• [Given records]:
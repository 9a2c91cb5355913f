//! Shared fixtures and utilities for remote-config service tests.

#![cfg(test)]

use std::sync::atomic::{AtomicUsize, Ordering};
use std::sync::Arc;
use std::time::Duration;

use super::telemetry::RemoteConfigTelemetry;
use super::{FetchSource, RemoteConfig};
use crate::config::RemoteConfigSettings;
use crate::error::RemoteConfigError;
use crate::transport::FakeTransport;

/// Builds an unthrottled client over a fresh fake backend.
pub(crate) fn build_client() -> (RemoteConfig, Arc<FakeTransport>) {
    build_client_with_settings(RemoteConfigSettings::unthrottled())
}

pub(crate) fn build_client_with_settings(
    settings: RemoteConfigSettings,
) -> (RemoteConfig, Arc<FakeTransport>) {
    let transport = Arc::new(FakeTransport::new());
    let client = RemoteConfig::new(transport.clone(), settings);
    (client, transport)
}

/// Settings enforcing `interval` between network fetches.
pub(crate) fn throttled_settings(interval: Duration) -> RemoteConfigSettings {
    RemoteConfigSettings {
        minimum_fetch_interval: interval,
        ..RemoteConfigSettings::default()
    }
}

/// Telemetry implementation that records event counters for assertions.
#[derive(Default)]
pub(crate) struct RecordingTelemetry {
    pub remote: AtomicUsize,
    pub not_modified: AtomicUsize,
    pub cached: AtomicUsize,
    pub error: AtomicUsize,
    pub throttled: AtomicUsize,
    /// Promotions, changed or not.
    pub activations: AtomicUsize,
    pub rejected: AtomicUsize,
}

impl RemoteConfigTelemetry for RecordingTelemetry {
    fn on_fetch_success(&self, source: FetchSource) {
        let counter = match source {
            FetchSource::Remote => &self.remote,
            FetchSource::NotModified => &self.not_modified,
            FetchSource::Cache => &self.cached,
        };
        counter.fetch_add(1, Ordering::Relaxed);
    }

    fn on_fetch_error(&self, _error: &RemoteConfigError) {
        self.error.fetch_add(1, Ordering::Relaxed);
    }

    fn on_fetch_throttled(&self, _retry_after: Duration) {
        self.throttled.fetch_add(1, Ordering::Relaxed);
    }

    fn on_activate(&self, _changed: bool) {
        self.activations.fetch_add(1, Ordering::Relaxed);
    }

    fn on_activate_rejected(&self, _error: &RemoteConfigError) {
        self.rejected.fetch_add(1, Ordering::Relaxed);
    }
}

• [What the exercise asks]:
Write out the listing above, keeping every word exactly.

• [Completed task]:
repository 9a2c91cb5355913f
//! Shared fixtures and utilities for remote-config service tests.

#![cfg(test)]

use std::sync::atomic::{AtomicUsize, Ordering};
use std::sync::Arc;
use std::time::Duration;

use super::telemetry::RemoteConfigTelemetry;
use super::{FetchSource, RemoteConfig};
use crate::config::RemoteConfigSettings;
use crate::error::RemoteConfigError;
use crate::transport::FakeTransport;

/// Builds an unthrottled client over a fresh fake backend.
pub(crate) fn build_client() -> (RemoteConfig, Arc<FakeTransport>) {
    build_client_with_settings(RemoteConfigSettings::unthrottled())
}

pub(crate) fn build_client_with_settings(
    settings: RemoteConfigSettings,
) -> (RemoteConfig, Arc<FakeTransport>) {
    let transport = Arc::new(FakeTransport::new());
    let client = RemoteConfig::new(transport.clone(), settings);
    (client, transport)
}

/// Settings enforcing `interval` between network fetches.
pub(crate) fn throttled_settings(interval: Duration) -> RemoteConfigSettings {
    RemoteConfigSettings {
        minimum_fetch_interval: interval,
        ..RemoteConfigSettings::default()
    }
}

/// Telemetry implementation that records event counters for assertions.
#[derive(Default)]
pub(crate) struct RecordingTelemetry {
    pub remote: AtomicUsize,
    pub not_modified: AtomicUsize,
    pub cached: AtomicUsize,
    pub error: AtomicUsize,
    pub throttled: AtomicUsize,
    /// Promotions, changed or not.
    pub activations: AtomicUsize,
    pub rejected: AtomicUsize,
}

impl RemoteConfigTelemetry for RecordingTelemetry {
    fn on_fetch_success(&self, source: FetchSource) {
        let counter = match source {
            FetchSource::Remote => &self.remote,
            FetchSource::NotModified => &self.not_modified,
            FetchSource::Cache => &self.cached,
        };
        counter.fetch_add(1, Ordering::Relaxed);
    }

    fn on_fetch_error(&self, _error: &RemoteConfigError) {
        self.error.fetch_add(1, Ordering::Relaxed);
    }

    fn on_fetch_throttled(&self, _retry_after: Duration) {
        self.throttled.fetch_add(1, Ordering::Relaxed);
    }

    fn on_activate(&self, _changed: bool) {
        self.activations.fetch_add(1, Ordering::Relaxed);
    }

    fn on_activate_rejected(&self, _error: &RemoteConfigError) {
        self.rejected.fetch_add(1, Ordering::Relaxed);
    }
}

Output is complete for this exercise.